Feb 9 Global diversified natural resource company Glencore is expected to wrap up senior syndication of a one-year revolving credit that refinances existing debt by the end of next week after a strong market response, bankers said on Tuesday. Glencore is refinancing a US$8.45bn loan that supports the company's trading activities, and was agreed in May 2015. The refinancing raised around US$8.5bn from Glencore's top lenders. The company may reduce the facility slightly but the deal is unlikely to be below US$8bn, bankers said. Glencore's core relationship banks backed the deal despite commodity markets volatility and 34 banks committed US$250m each to the loan.

Glencore did not immediately comment. The loan is expected to be launched to a wider general syndication in April after Glencore releases its results by active bookrunners ABN AMRO, HSBC, ING, Bank of Tokyo-Mitsubishi UFJ and Santander.

The existing loan was part of a bigger US$15.25bn financing that was arranged in May 2015, which also included a US$6.8bn, five-year revolving credit facility that will stay in place. Pricing on the new loan is very competitive, a banker said. Last year's financing paid margins of 40-45bp over Libor, but the market has moved against mining companies in the interim.
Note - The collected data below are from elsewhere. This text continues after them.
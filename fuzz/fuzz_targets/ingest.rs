#![no_main]

use libfuzzer_sys::fuzz_target;
use usagescope::{IndexConfig, UsageIndex};

fuzz_target!(|data: &[u8]| {
    let mut index = UsageIndex::new(IndexConfig::unfiltered());
    let _ = index.ingest(data);
});
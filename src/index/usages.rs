//! The usage index: referenced symbol key to the set of referencing members.

use std::collections::{BTreeMap, BTreeSet, HashMap, HashSet};

use tracing::{debug, trace};

use crate::{
    index::{config::IndexConfig, indexer::index_class, symbol::Symbol},
    Result,
};

/// Destination of the `(referenced key, referencing usage)` pairs the indexer discovers.
///
/// The indexer itself is filter-agnostic: it reports every reference it finds and leaves
/// namespace filtering to the sink.
pub trait UsageSink {
    /// Record that `usage` references `key`. Both are usage strings.
    fn add_usage(&mut self, key: &str, usage: &str);

    /// Whether `LambdaMetafactory` call sites should be followed to their implementation.
    fn follows_lambdas(&self) -> bool {
        true
    }
}

/// Single-threaded reverse-reference index.
///
/// Each key is the usage string of a referenced symbol (`s:`, `f:` or `m:` encoded); its value
/// is the set of usage strings of the fields and methods referencing it. Only keys accepted by
/// the configured [`crate::NamespaceFilter`] are stored.
///
/// [`UsageIndex::usage_count`] counts accepted insertions, not distinct usages: recording the
/// same usage twice leaves the set unchanged but still increments the counter, so ingesting
/// the same class twice adds the same amount to it each time.
///
/// # Examples
///
/// ```rust
/// use usagescope::{IndexConfig, UsageIndex};
///
/// let mut index = UsageIndex::new(IndexConfig::with_namespaces(["a/"]));
/// index.add_usage("f:a/Baz:x:I", "m:a/Foo:bar:()V");
/// index.add_usage("f:a/Baz:x:I", "m:a/Foo:bar:()V");
/// index.add_usage("s:java/lang/String", "m:a/Foo:bar:()V");
///
/// assert_eq!(index.get_usages("f:a/Baz:x:I").len(), 1);
/// assert!(index.get_usages("s:java/lang/String").is_empty());
/// assert_eq!(index.usage_count(), 2);
/// ```
#[derive(Debug, Clone, Default)]
pub struct UsageIndex {
    config: IndexConfig,
    usages: HashMap<String, HashSet<String>>,
    accepted: usize,
}

impl UsageIndex {
    /// Create an empty index.
    #[must_use]
    pub fn new(config: IndexConfig) -> Self {
        UsageIndex {
            config,
            usages: HashMap::new(),
            accepted: 0,
        }
    }

    pub(crate) fn from_parts(
        config: IndexConfig,
        usages: HashMap<String, HashSet<String>>,
        accepted: usize,
    ) -> Self {
        UsageIndex {
            config,
            usages,
            accepted,
        }
    }

    /// The configuration this index was created with.
    #[must_use]
    pub fn config(&self) -> &IndexConfig {
        &self.config
    }

    /// Index one class file.
    ///
    /// Indexing is best effort: on error, the usages recorded for this class before the
    /// failure remain in the index.
    ///
    /// # Errors
    /// Returns a malformed-input error if the bytes are not a well-formed class file or
    /// contain an undecodable descriptor, and [`crate::Error::InvalidHandleTag`] for a lambda
    /// implementation handle with an unknown reference kind.
    pub fn ingest(&mut self, bytes: &[u8]) -> Result<()> {
        let before = self.accepted;
        let result = index_class(bytes, self);
        debug!(
            accepted = self.accepted - before,
            ok = result.is_ok(),
            "ingested class"
        );
        result
    }

    /// Record that `usage` references `key`.
    ///
    /// A no-op if `key` is outside the configured namespaces. Otherwise the usage is added to
    /// the key's set and the acceptance counter is incremented, even if the usage was
    /// already present.
    pub fn add_usage(&mut self, key: &str, usage: &str) {
        if !self.config.namespaces.accepts(key) {
            trace!(key, "filtered");
            return;
        }

        self.usages
            .entry(key.to_string())
            .or_default()
            .insert(usage.to_string());
        self.accepted += 1;
    }

    /// All usages recorded against `key`; empty if there are none.
    #[must_use]
    pub fn get_usages(&self, key: &str) -> HashSet<String> {
        self.usages.get(key).cloned().unwrap_or_default()
    }

    /// Borrowing variant of [`UsageIndex::get_usages`].
    #[must_use]
    pub fn usages(&self, key: &str) -> Option<&HashSet<String>> {
        self.usages.get(key)
    }

    /// Usages of `key`, grouped by the class that contains them, both levels sorted.
    ///
    /// Usage strings that do not decode as a symbol are left out.
    #[must_use]
    pub fn usages_by_class(&self, key: &str) -> BTreeMap<String, BTreeSet<String>> {
        let mut grouped: BTreeMap<String, BTreeSet<String>> = BTreeMap::new();
        for usage in self.usages.get(key).into_iter().flatten() {
            match Symbol::parse(usage) {
                Ok(symbol) => {
                    grouped
                        .entry(symbol.owner_class().to_string())
                        .or_default()
                        .insert(usage.clone());
                }
                Err(error) => trace!(usage = usage.as_str(), %error, "ungroupable usage"),
            }
        }
        grouped
    }

    /// Number of accepted insertions so far, counting duplicates.
    #[must_use]
    pub fn usage_count(&self) -> usize {
        self.accepted
    }

    /// Number of distinct keys with at least one usage.
    #[must_use]
    pub fn key_count(&self) -> usize {
        self.usages.len()
    }

    /// Returns `true` if nothing has been recorded.
    #[must_use]
    pub fn is_empty(&self) -> bool {
        self.usages.is_empty()
    }

    /// Iterate over every key with at least one usage, in no particular order.
    pub fn keys(&self) -> impl Iterator<Item = &str> {
        self.usages.keys().map(String::as_str)
    }
}

impl UsageSink for UsageIndex {
    fn add_usage(&mut self, key: &str, usage: &str) {
        UsageIndex::add_usage(self, key, usage);
    }

    fn follows_lambdas(&self) -> bool {
        self.config.index_lambdas
    }
}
Glencore is rated Baa3/BBB- after recent credit rating downgrades from Moody's and Standard & Poor's (S&P) in December 2015 and February 2016 respectively. Moody's said that the pricing environment in the mining industry would remain unfavourable in 2016-17 as a reason for its downgrade and S&P cited material challenges to the mining industry. Other recent loans for similarly rated European companies have paid around 50bp over Libor.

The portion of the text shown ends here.